Many Obama supporters might respond, not without some regret, that America isn’t ready for a president like that. They would speak of pragmatism and suggest that the senator has to say and do certain things in order to win the election, but that we shouldn’t lost faith in him. Indeed, the greatest coup of the Obama media machine might be how the notion of “hope” itself has been hijacked — anyone who doesn’t believe in him is accused of being a pessimist, of failing to dream big enough. But in making electing Obama the means as well as the end, perhaps we have lost sight of the big picture. Wasn’t the whole point of Obama that he wasn’t just another politician, that he represented change, that he was something different? Wouldn’t true audacity be in hoping that someone could run for president without having to compromise their ideals – while advocating an end to this Orwellian war and without having to reject their heritage?

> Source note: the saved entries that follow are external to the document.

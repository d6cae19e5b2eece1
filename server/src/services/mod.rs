//! Domain services
//!
//! The logic-bearing slice of the application. CRUD resources go straight
//! from handler to repository; these three domains carry real rules:
//!
//! - [`reservation`] - first-fit table allocation
//! - [`friendship`] - friend-request state machine
//! - [`community`] - membership and post authorization

pub mod community;
pub mod friendship;
pub mod reservation;
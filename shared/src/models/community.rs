//! Community Model

use serde::{Deserialize, Serialize};

use crate::models::member::MemberWithUser;
use crate::types::{CommunityType, CommunityVisibility};

/// Community entity; the name is unique case-insensitively
#[derive(Debug, Clone, Serialize, Deserialize)]
#[cfg_attr(feature = "db", derive(sqlx::FromRow))]
pub struct Community {
    pub id: i64,
    pub name: String,
    pub description: Option<String>,
    pub image_url: Option<String>,
    pub visibility: CommunityVisibility,
    pub community_type: CommunityType,
    pub created_at: i64,
}

/// Create community payload. `community_type` is derived from the
/// creator's role, never accepted from the client
#[derive(Debug, Clone, Serialize, Deserialize)]
pub struct CommunityCreate {
    pub name: String,
    pub description: Option<String>,
    pub visibility: CommunityVisibility,
}

/// Community with its member list (detail view)
#[derive(Debug, Clone, Serialize, Deserialize)]
pub struct CommunityDetail {
    #[serde(flatten)]
    pub community: Community,
    pub members: Vec<MemberWithUser>,
}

Alas, as Election Day draws near, Obama is all we have. But we need not lose hope. One day, we will have a candidate for president who will not be afraid to stand up for all that is right, who will refuse to pander before every other special interest, someone who will restore the glory of our nation. May we all live to see that beautiful day. Until then, the least we can do is keep our terms consistent. Barack Obama might be the lesser of two evils — but that’s all he is. What is dangerous is when someone who is “the lesser of two evils” is marketed as the “last best hope for man” — and when there is no one with the audacity to hope for more.
Hamdan A. Yousuf is a master’s candidate in biostatistics at the University.